Merge tag '1.6.0' into gspr/post-bookworm

author: Gard Spreemann <gspr@nonempty.org> 2023-06-08 11:52:00 +0200
committer: Gard Spreemann <gspr@nonempty.org> 2023-06-08 11:52:00 +0200
commit: 63870a2e60c1bc8bfa7e3672457b551a8e51ffaf (patch)
tree: fe2c0cd5f62e3fbd17e58d3903ec6bb37983f620 /src/kernels/level1
parent: d31fb141cb597aaf405674621aa25f263aa375e1 (diff)
parent: b0b302889cc786907efb080c4e1beea30d2fa39f (diff)
9 files changed, 107 insertions, 23 deletions
diff --git a/src/kernels/level1/xamax.opencl b/src/kernels/level1/xamax.opencl
index 85cbdc86..7cbbd6b5 100644
--- a/src/kernels/level1/xamax.opencl
+++ b/src/kernels/level1/xamax.opencl
@@ -30,7 +30,11 @@ R"(
 // =================================================================================================
 
 // The main reduction kernel, performing the loading and the majority of the operation
-__kernel __attribute__((reqd_work_group_size(WGS1, 1, 1)))
+#if RELAX_WORKGROUP_SIZE == 1
+  __kernel
+#else
+  __kernel __attribute__((reqd_work_group_size(WGS1, 1, 1)))
+#endif
 void Xamax(const int n,
            const __global real* restrict xgm, const int x_offset, const int x_inc,
            __global singlereal* maxgm, __global unsigned int* imaxgm) {
@@ -51,7 +55,7 @@ void Xamax(const int n,
   while (id < n) {
     const int x_index = id*x_inc + x_offset;
     #if PRECISION == 3232 || PRECISION == 6464
-      singlereal x = xgm[x_index].x;
+      singlereal x = fabs(xgm[x_index].x) + fabs(xgm[x_index].y);
     #else
       singlereal x = xgm[x_index];
     #endif
@@ -66,7 +70,7 @@ void Xamax(const int n,
     #endif
     if (x > max) {
       max = x;
-      imax = id*x_inc + x_offset;
+      imax = id;
     }
     id += WGS1*num_groups;
   }
@@ -96,7 +100,11 @@ void Xamax(const int n,
 
 // The epilogue reduction kernel, performing the final bit of the operation. This kernel has to
 // be launched with a single workgroup only.
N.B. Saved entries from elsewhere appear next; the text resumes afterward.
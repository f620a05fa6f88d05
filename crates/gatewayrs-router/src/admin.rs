//! Read-only admin status surface (SPEC_FULL.md §6 supplement). CRUD over
//! channels/keys/pricing remains an external collaborator's concern; these
//! two endpoints only ever report state the scheduler/health/storage
//! components already hold, never mutate it.

use std::sync::Arc;

use axum::extract::{Query, State};
use axum::response::{IntoResponse, Response};
use axum::routing::get;
use axum::{Json, Router};
use gatewayrs_common::Family;
use gatewayrs_health::{MetricsWindows, QuotaTracker};
use gatewayrs_scheduler::ChannelScheduler;
use gatewayrs_storage::{Storage, StatsFilter};
use serde::{Deserialize, Serialize};

#[derive(Clone)]
pub struct AdminState {
    pub scheduler: Arc<ChannelScheduler>,
    pub metrics: Arc<MetricsWindows>,
    pub quotas: Arc<QuotaTracker>,
    pub storage: Arc<dyn Storage>,
}

pub fn admin_router(state: AdminState) -> Router {
    Router::new()
        .route("/admin/channels", get(list_channels))
        .route("/admin/stats", get(stats))
        .with_state(state)
}

#[derive(Deserialize)]
struct FamilyQuery {
    family: String,
}

#[derive(Serialize)]
struct ChannelStatusView {
    id: String,
    display_name: String,
    service_type: String,
    priority: i32,
    status: String,
    rpm_limit: u32,
    failure_rate: f64,
    healthy: bool,
    quota: Option<QuotaView>,
}

#[derive(Serialize)]
struct QuotaView {
    limit: i64,
    used: i64,
    remaining: i64,
    remaining_percent: f64,
}

async fn list_channels(State(state): State<AdminState>, Query(q): Query<FamilyQuery>) -> Response {
    let Some(family) = parse_family(&q.family) else {
        return (axum::http::StatusCode::BAD_REQUEST, "unknown family").into_response();
    };

    let mut views = Vec::new();
    for channel in state.scheduler.list_channels(family).await {
        let failure_rate = state.metrics.failure_rate(family, &channel.id).await;
        let healthy = state.metrics.is_healthy(family, &channel.id).await;
        let quota = state.quotas.status(family, &channel.id).await.map(|s| QuotaView {
            limit: s.limit,
            used: s.used,
            remaining: s.remaining,
            remaining_percent: s.remaining_percent,
        });
        views.push(ChannelStatusView {
            id: channel.id,
            display_name: channel.display_name,
            service_type: channel.service_type,
            priority: channel.priority,
            status: format!("{:?}", channel.status),
            rpm_limit: channel.rpm_limit,
            failure_rate,
            healthy,
            quota,
        });
    }
    Json(views).into_response()
}

#[derive(Deserialize, Default)]
struct StatsQuery {
    provider: Option<String>,
    model: Option<String>,
    client_id: Option<String>,
    session_id: Option<String>,
    api_key_id: Option<String>,
}

async fn stats(State(state): State<AdminState>, Query(q): Query<StatsQuery>) -> Response {
    let filter = StatsFilter {
        from: None,
        to: None,
        provider: q.provider,
        model: q.model,
        client_id: q.client_id,
        session_id: q.session_id,
        api_key_id: q.api_key_id,
    };
    match state.storage.get_stats(filter).await {
        Ok(stats) => Json(stats_view(stats)).into_response(),
        Err(err) => (axum::http::StatusCode::INTERNAL_SERVER_ERROR, err.to_string()).into_response(),
    }
}

#[derive(Serialize)]
struct UsageStatsView {
    matched_requests: u64,
    input_tokens: u64,
    output_tokens: u64,
    cache_creation_input_tokens: u64,
    cache_read_input_tokens: u64,
    total_cost: f64,
}

fn stats_view(stats: gatewayrs_storage::UsageStats) -> UsageStatsView {
    UsageStatsView {
        matched_requests: stats.matched_requests,
        input_tokens: stats.input_tokens,
        output_tokens: stats.output_tokens,
        cache_creation_input_tokens: stats.cache_creation_input_tokens,
        cache_read_input_tokens: stats.cache_read_input_tokens,
        total_cost: stats.total_cost,
    }
}

fn parse_family(raw: &str) -> Option<Family> {
    match raw {
        "messages" => Some(Family::Messages),
        "responses" => Some(Family::Responses),
        "gemini" => Some(Family::Gemini),
        _ => None,
    }
}

#[cfg(test)]
mod tests {
    use super::*;

    #[test]
    fn parse_family_rejects_unknown() {
        assert_eq!(parse_family("bogus"), None);
        assert_eq!(parse_family("gemini"), Some(Family::Gemini));
    }
}
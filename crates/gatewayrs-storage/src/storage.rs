use async_trait::async_trait;
use gatewayrs_common::Family;
use time::{Duration, OffsetDateTime};

use crate::record::{
    LogQueryFilter, LogQueryResult, RequestLogPatch, RequestLogRecord, SessionActivity,
    StatsFilter, UsageStats,
};

pub type StorageResult<T> = Result<T, StorageError>;

#[derive(Debug, thiserror::Error)]
pub enum StorageError {
    #[error("record not found: {0}")]
    NotFound(String),
    #[error("backend error: {0}")]
    Backend(String),
}

/// Persisted suspension, mirroring the quota tracker's in-memory table so it
/// survives process restarts and is visible across a horizontally-scaled
/// deployment sharing one database.
#[derive(Debug, Clone)]
pub struct PersistedSuspension {
    pub until: OffsetDateTime,
    pub reason: String,
}

/// Thin persistence contract for the request log (§4.I). The concrete SQL
/// engine, schema, and migrations are an external collaborator — this trait
/// only names the operations the pipeline depends on.
#[async_trait]
pub trait Storage: Send + Sync {
    async fn add(&self, record: RequestLogRecord) -> StorageResult<()>;
    async fn update(&self, id: &str, patch: RequestLogPatch) -> StorageResult<()>;
    async fn get_recent(&self, filter: LogQueryFilter) -> StorageResult<LogQueryResult>;
    async fn get_stats(&self, filter: StatsFilter) -> StorageResult<UsageStats>;
    async fn cleanup_stale_pending(&self, older_than: Duration) -> StorageResult<u64>;
    async fn get_active_sessions(&self, threshold: Duration) -> StorageResult<Vec<SessionActivity>>;

    async fn set_suspended(
        &self,
        family: Family,
        channel_id: &str,
        reason: &str,
        until: OffsetDateTime,
    ) -> StorageResult<()>;
    async fn is_suspended(
        &self,
        family: Family,
        channel_id: &str,
    ) -> StorageResult<Option<PersistedSuspension>>;
    /// The quota tracker's in-memory sweep counterpart: clears persisted
    /// suspension rows whose `until` has passed.
    async fn clear_expired_suspensions(&self) -> StorageResult<u64>;
}
//! Signature-less JWT claim extraction. The tokens are only ever forwarded
//! to the upstream that issued them — no cryptographic validation is
//! performed here, matching the teacher's own trust model for subscription
//! OAuth credentials (see `gproxy-provider-impl`'s Claude Code / Codex OAuth
//! modules, which likewise treat these as opaque bearer tokens).

use base64::Engine;
use serde::Deserialize;

use crate::OAuthError;

#[derive(Debug, Clone, Deserialize, Default)]
pub struct JwtClaims {
    pub exp: Option<i64>,
    pub email: Option<String>,
    #[serde(default)]
    pub chatgpt_account_id: Option<String>,
}

/// Splits a JWT on `.`, base64url-decodes the payload segment, and parses it
/// as JSON. Returns [`OAuthError::InvalidJwtShape`] if the token doesn't have
/// exactly three dot-separated segments.
pub fn parse_claims(token: &str) -> Result<JwtClaims, OAuthError> {
    let parts: Vec<&str> = token.split('.').collect();
    if parts.len() != 3 {
        return Err(OAuthError::InvalidJwtShape);
    }
    let payload = base64::engine::general_purpose::URL_SAFE_NO_PAD
        .decode(parts[1])
        .map_err(|_| OAuthError::InvalidJwtShape)?;
    let claims: JwtClaims = serde_json::from_slice(&payload)?;
    Ok(claims)
}
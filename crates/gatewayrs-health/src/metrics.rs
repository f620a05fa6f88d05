//! Component A — per-channel sliding-window health tracking (the circuit
//! breaker). Grounded on the map-of-independently-locked-state pattern in
//! `gproxy-provider-core::credential::pool::CredentialPool`.

use std::collections::{HashMap, VecDeque};

use tokio::sync::{Mutex, RwLock};

use gatewayrs_common::Family;

pub const DEFAULT_WINDOW_SIZE: usize = 20;
pub const DEFAULT_FAILURE_THRESHOLD: f64 = 0.5;

type WindowKey = (Family, String);

struct Window {
    outcomes: VecDeque<bool>,
    capacity: usize,
}

impl Window {
    fn new(capacity: usize) -> Self {
        Self {
            outcomes: VecDeque::with_capacity(capacity),
            capacity,
        }
    }

    fn push(&mut self, success: bool) {
        if self.outcomes.len() == self.capacity {
            self.outcomes.pop_front();
        }
        self.outcomes.push_back(success);
    }

    fn failure_rate(&self) -> f64 {
        if self.outcomes.is_empty() {
            return 0.0;
        }
        let failures = self.outcomes.iter().filter(|ok| !**ok).count();
        failures as f64 / self.outcomes.len() as f64
    }

    fn is_healthy(&self, threshold: f64) -> bool {
        self.outcomes.len() < self.capacity || self.failure_rate() < threshold
    }
}

/// Holds one independently-locked sliding window per `(family, channel_id)`.
/// Cross-channel operations are never atomic with each other; that's fine —
/// the circuit breaker only needs per-channel consistency.
pub struct MetricsWindows {
    windows: RwLock<HashMap<WindowKey, Mutex<Window>>>,
    capacity: usize,
    threshold: f64,
}

impl MetricsWindows {
    pub fn new() -> Self {
        Self::with_params(DEFAULT_WINDOW_SIZE, DEFAULT_FAILURE_THRESHOLD)
    }

    pub fn with_params(capacity: usize, threshold: f64) -> Self {
        Self {
            windows: RwLock::new(HashMap::new()),
            capacity,
            threshold,
        }
    }

    async fn with_window<R>(&self, family: Family, channel_id: &str, f: impl FnOnce(&mut Window) -> R) -> R {
        {
            let read = self.windows.read().await;
            if let Some(window) = read.get(&(family, channel_id.to_string())) {
                return f(&mut *window.lock().await);
            }
        }
        let mut write = self.windows.write().await;
        let entry = write
            .entry((family, channel_id.to_string()))
            .or_insert_with(|| Mutex::new(Window::new(self.capacity)));
        f(&mut *entry.lock().await)
    }

    pub async fn record_success(&self, family: Family, channel_id: &str) {
        self.with_window(family, channel_id, |w| w.push(true)).await;
    }

    pub async fn record_failure(&self, family: Family, channel_id: &str) {
        self.with_window(family, channel_id, |w| w.push(false)).await;
    }

    pub async fn failure_rate(&self, family: Family, channel_id: &str) -> f64 {
        self.with_window(family, channel_id, |w| w.failure_rate()).await
    }

    pub async fn is_healthy(&self, family: Family, channel_id: &str) -> bool {
        let threshold = self.threshold;
        self.with_window(family, channel_id, |w| w.is_healthy(threshold))
            .await
    }

    pub async fn reset(&self, family: Family, channel_id: &str) {
        self.with_window(family, channel_id, |w| w.outcomes.clear())
            .await;
    }
}

impl Default for MetricsWindows {
    fn default() -> Self {
        Self::new()
    }
}

#[cfg(test)]
mod tests {
    use super::*;

    #[tokio::test]
    async fn healthy_when_not_enough_data() {
        let windows = MetricsWindows::new();
        for _ in 0..5 {
            windows.record_failure(Family::Messages, "a").await;
        }
        assert!(windows.is_healthy(Family::Messages, "a").await);
    }

    #[tokio::test]
    async fn unhealthy_past_threshold_once_full() {
        let windows = MetricsWindows::with_params(10, 0.5);
        for _ in 0..6 {
            windows.record_failure(Family::Messages, "a").await;
        }
        for _ in 0..4 {
            windows.record_success(Family::Messages, "a").await;
        }
        assert!((windows.failure_rate(Family::Messages, "a").await - 0.6).abs() < f64::EPSILON);
        assert!(!windows.is_healthy(Family::Messages, "a").await);
    }

    #[tokio::test]
    async fn reset_empties_window() {
        let windows = MetricsWindows::new();
        for _ in 0..20 {
            windows.record_failure(Family::Messages, "a").await;
        }
        assert!(!windows.is_healthy(Family::Messages, "a").await);
        windows.reset(Family::Messages, "a").await;
        assert!(windows.is_healthy(Family::Messages, "a").await);
        assert_eq!(windows.failure_rate(Family::Messages, "a").await, 0.0);
    }

    #[tokio::test]
    async fn windows_are_independent_per_channel() {
        let windows = MetricsWindows::new();
        for _ in 0..20 {
            windows.record_failure(Family::Messages, "a").await;
        }
        for _ in 0..20 {
            windows.record_success(Family::Messages, "b").await;
        }
        assert!(!windows.is_healthy(Family::Messages, "a").await);
        assert!(windows.is_healthy(Family::Messages, "b").await);
    }
}
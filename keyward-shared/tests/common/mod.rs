//! Shared fixtures for the core integration tests

#![allow(dead_code)]

use keyward_shared::auth::password::HashParams;
use keyward_shared::auth::tokens::TokenPolicy;
use keyward_shared::db::memory::MemoryStore;
use keyward_shared::models::developer::{Developer, NewDeveloper};
use keyward_shared::models::organization::{NewOrganization, Organization};
use keyward_shared::models::user::{NewUser, User};
use keyward_shared::services::{CoreConfig, Services};

/// Services over a fresh in-memory store
pub fn services(policy: TokenPolicy) -> (MemoryStore, Services<MemoryStore>) {
    let store = MemoryStore::new();
    let services = Services::new(
        store.clone(),
        CoreConfig {
            token_policy: policy,
            hash_params: HashParams::light(),
        },
    );
    (store, services)
}

/// The "Acme" organization with developer "svc1"
pub async fn acme(services: &Services<MemoryStore>) -> (Organization, Developer) {
    let org = services
        .organizations
        .create(NewOrganization {
            name: "Acme".to_string(),
        })
        .await
        .unwrap();
    let developer = services
        .developers
        .create(NewDeveloper {
            organization_id: org.id,
            name: "svc1".to_string(),
            role: None,
        })
        .await
        .unwrap();
    (org, developer)
}

pub async fn user(services: &Services<MemoryStore>, developer: &Developer, email: &str) -> User {
    services
        .users
        .create(
            developer.id,
            NewUser {
                email: email.to_string(),
                password: "correct horse".to_string(),
                is_staff: false,
            },
        )
        .await
        .unwrap()
}
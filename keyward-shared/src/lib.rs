//! # Keyward Shared Library
//!
//! Identity and access-control core: organizations, developers and their API
//! tokens, end users with profiles, and the role/permission authorization
//! model. Every entity is soft-deleted, every mutation is one transaction,
//! and every component receives its [`Store`](db::store::Store) explicitly.
//!
//! ## Module Organization
//!
//! - `db`: store traits, PostgreSQL and in-memory backends, migrations
//! - `models`: entities and their admin/public views
//! - `services`: CRUD and relationship operations per entity
//! - `auth`: token lifecycle, password hashing, authorization engine, middleware
//! - `soft_delete`: tombstone policy
//! - `error`: operation-boundary error kinds
//! - `envelope`: the `{success, <entity>, message}` response shape

pub mod auth;
pub mod db;
pub mod envelope;
pub mod error;
pub mod models;
pub mod services;
pub mod soft_delete;

/// Current version of the Keyward shared library
pub const VERSION: &str = env!("CARGO_PKG_VERSION");

#[cfg(test)]
mod tests {
    use super::*;

    #[test]
    fn test_version_is_set() {
        assert!(!VERSION.is_empty());
    }
}
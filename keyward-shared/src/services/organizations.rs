/// Organization operations

use uuid::Uuid;
use validator::Validate;

use super::crud;
use crate::db::filter::Filter;
use crate::db::store::Store;
use crate::error::CoreResult;
use crate::models::organization::{NewOrganization, Organization, OrganizationChanges};

#[derive(Debug, Clone)]
pub struct Organizations<S: Store> {
    store: S,
}

impl<S: Store> Organizations<S> {
    pub fn new(store: S) -> Self {
        Self { store }
    }

    /// Creates an organization; a taken name (live or tombstoned) is a
    /// validation error
    pub async fn create(&self, input: NewOrganization) -> CoreResult<Organization> {
        input.validate()?;
        crud::create(&self.store, Organization::new(input)).await
    }

    pub async fn get(&self, id: Uuid) -> CoreResult<Organization> {
        crud::get(&self.store, id).await
    }

    pub async fn history(&self, id: Uuid) -> CoreResult<Organization> {
        crud::history(&self.store, id).await
    }

    pub async fn list(&self) -> CoreResult<Vec<Organization>> {
        crud::list(&self.store, &Filter::live()).await
    }

    pub async fn update(&self, id: Uuid, changes: OrganizationChanges) -> CoreResult<Organization> {
        changes.validate()?;
        crud::update_with(&self.store, id, |org: &mut Organization| org.apply(changes)).await
    }

    /// Tombstones the organization; its memberships are left untouched
    pub async fn delete(&self, id: Uuid) -> CoreResult<Organization> {
        crud::delete(&self.store, id).await
    }
}
/// Role ↔ permission grant

use chrono::{DateTime, Utc};
use serde::{Deserialize, Serialize};
use uuid::Uuid;

use super::view::Render;
use super::EntityKind;
use crate::db::record::{ColumnValue, Record};

#[derive(Debug, Clone, PartialEq, Serialize, Deserialize, sqlx::FromRow)]
pub struct RolePermission {
    pub id: Uuid,
    pub role_id: Uuid,
    pub permission_id: Uuid,
    pub created_at: DateTime<Utc>,
    pub updated_at: DateTime<Utc>,
    pub deleted_at: Option<DateTime<Utc>>,
}

impl RolePermission {
    pub fn new(role_id: Uuid, permission_id: Uuid) -> Self {
        let now = Utc::now();
        Self {
            id: Uuid::new_v4(),
            role_id,
            permission_id,
            created_at: now,
            updated_at: now,
            deleted_at: None,
        }
    }
}

impl Record for RolePermission {
    const KIND: EntityKind = EntityKind::RolePermission;
    const TABLE: &'static str = "role_permissions";

    fn id(&self) -> Uuid {
        self.id
    }

    crate::db::record::record_timestamps!();

    fn columns(&self) -> Vec<(&'static str, ColumnValue)> {
        vec![
            ("id", self.id.into()),
            ("role_id", self.role_id.into()),
            ("permission_id", self.permission_id.into()),
            ("created_at", self.created_at.into()),
            ("updated_at", self.updated_at.into()),
            ("deleted_at", self.deleted_at.into()),
        ]
    }
}

#[derive(Debug, Clone, Serialize)]
pub struct RolePermissionAdminView {
    pub id: Uuid,
    pub role_id: Uuid,
    pub permission_id: Uuid,
    pub created_at: DateTime<Utc>,
    pub updated_at: DateTime<Utc>,
    pub deleted_at: Option<DateTime<Utc>>,
}

#[derive(Debug, Clone, Serialize)]
pub struct RolePermissionPublicView {
    pub role_id: Uuid,
    pub permission_id: Uuid,
}

impl Render for RolePermission {
    type Admin = RolePermissionAdminView;
    type Public = RolePermissionPublicView;

    fn admin_view(&self) -> RolePermissionAdminView {
        RolePermissionAdminView {
            id: self.id,
            role_id: self.role_id,
            permission_id: self.permission_id,
            created_at: self.created_at,
            updated_at: self.updated_at,
            deleted_at: self.deleted_at,
        }
    }

    fn public_view(&self) -> RolePermissionPublicView {
        RolePermissionPublicView {
            role_id: self.role_id,
            permission_id: self.permission_id,
        }
    }
}
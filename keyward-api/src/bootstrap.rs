/// First-run seeding
///
/// Every administrative route needs a developer token, so an empty
/// installation cannot create its first developer over HTTP. When
/// `BOOTSTRAP_ORGANIZATION` and `BOOTSTRAP_DEVELOPER` are set, startup
/// creates that organization and developer unless a developer with that
/// name already exists.
///
/// Deleted rows still reserve their names. A soft-deleted bootstrap
/// developer or organization is logged and left alone instead of failing
/// startup.

use crate::config::BootstrapConfig;
use keyward_shared::{
    db::{
        filter::Filter,
        record::Record,
        store::{Store, Transaction},
    },
    error::CoreResult,
    models::{
        developer::{Developer, NewDeveloper},
        organization::{NewOrganization, Organization},
    },
    services::Services,
};

/// Row with the given name, tombstones included
async fn find_by_name<S: Store, R: Record>(services: &Services<S>, name: &str) -> CoreResult<Option<R>> {
    let mut tx = services.store().begin().await?;
    Ok(tx
        .select_one::<R>(&Filter::with_deleted().eq("name", name))
        .await?)
}

/// Creates the configured organization and developer if missing
///
/// Returns the developer only when it was created by this call.
pub async fn seed<S: Store>(
    services: &Services<S>,
    config: &BootstrapConfig,
) -> CoreResult<Option<Developer>> {
    if let Some(existing) = find_by_name::<S, Developer>(services, &config.developer).await? {
        if existing.deleted_at.is_some() {
            tracing::warn!(
                developer = %config.developer,
                developer_id = %existing.id,
                "Bootstrap developer was deleted; skipping"
            );
        } else {
            tracing::debug!(developer = %config.developer, "Bootstrap developer already present");
        }
        return Ok(None);
    }

    let organization = match find_by_name::<S, Organization>(services, &config.organization).await? {
        Some(organization) if organization.deleted_at.is_some() => {
            tracing::warn!(
                organization = %config.organization,
                organization_id = %organization.id,
                "Bootstrap organization was deleted; skipping"
            );
            return Ok(None);
        }
        Some(organization) => organization,
        None => {
            services
                .organizations
                .create(NewOrganization {
                    name: config.organization.clone(),
                })
                .await?
        }
    };

    let developer = services
        .developers
        .create(NewDeveloper {
            organization_id: organization.id,
            name: config.developer.clone(),
            role: Some("owner".to_string()),
        })
        .await?;

    tracing::info!(
        developer_id = %developer.id,
        organization_id = %organization.id,
        api_token = %developer.api_token,
        "Bootstrap developer created"
    );
    Ok(Some(developer))
}

#[cfg(test)]
mod tests {
    use super::*;
    use keyward_shared::db::memory::MemoryStore;
    use keyward_shared::services::CoreConfig;

    fn config() -> BootstrapConfig {
        BootstrapConfig {
            organization: "Acme".to_string(),
            developer: "svc1".to_string(),
        }
    }

    #[tokio::test]
    async fn test_seed_creates_once() {
        let services = Services::new(MemoryStore::new(), CoreConfig::default());

        let created = seed(&services, &config()).await.unwrap().unwrap();
        assert_eq!(created.name, "svc1");
        assert!(services.tokens.authenticate(&created.api_token.to_string()).await.is_ok());

        assert!(seed(&services, &config()).await.unwrap().is_none());
        assert_eq!(services.organizations.list().await.unwrap().len(), 1);
        assert_eq!(services.developers.list().await.unwrap().len(), 1);
    }

    #[tokio::test]
    async fn test_seed_reuses_organization() {
        let services = Services::new(MemoryStore::new(), CoreConfig::default());
        let org = services
            .organizations
            .create(NewOrganization { name: "Acme".to_string() })
            .await
            .unwrap();

        let created = seed(&services, &config()).await.unwrap().unwrap();
        let orgs = services.developers.organizations(created.id).await.unwrap();
        assert_eq!(orgs.len(), 1);
        assert_eq!(orgs[0].id, org.id);
    }

    #[tokio::test]
    async fn test_seed_skips_deleted_developer() {
        let services = Services::new(MemoryStore::new(), CoreConfig::default());
        let created = seed(&services, &config()).await.unwrap().unwrap();
        services.developers.delete(created.id).await.unwrap();

        assert!(seed(&services, &config()).await.unwrap().is_none());
        assert!(services.developers.list().await.unwrap().is_empty());
    }

    #[tokio::test]
    async fn test_seed_skips_deleted_organization() {
        let services = Services::new(MemoryStore::new(), CoreConfig::default());
        let org = services
            .organizations
            .create(NewOrganization { name: "Acme".to_string() })
            .await
            .unwrap();
        services.organizations.delete(org.id).await.unwrap();

        assert!(seed(&services, &config()).await.unwrap().is_none());
        assert!(services.developers.list().await.unwrap().is_empty());
    }
}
-__kernel __attribute__((reqd_work_group_size(WGS2, 1, 1)))
+#if RELAX_WORKGROUP_SIZE == 1
+  __kernel
+#else
+  __kernel __attribute__((reqd_work_group_size(WGS2, 1, 1)))
+#endif
 void XamaxEpilogue(const __global singlereal* restrict maxgm,
                    const __global unsigned int* restrict imaxgm,
                    __global unsigned int* imax, const int imax_offset) {
diff --git a/src/kernels/level1/xasum.opencl b/src/kernels/level1/xasum.opencl
index 42e49d4c..683c6fad 100644
--- a/src/kernels/level1/xasum.opencl
+++ b/src/kernels/level1/xasum.opencl
@@ -30,7 +30,11 @@ R"(
 // =================================================================================================
 
 // The main reduction kernel, performing the loading and the majority of the operation
-__kernel __attribute__((reqd_work_group_size(WGS1, 1, 1)))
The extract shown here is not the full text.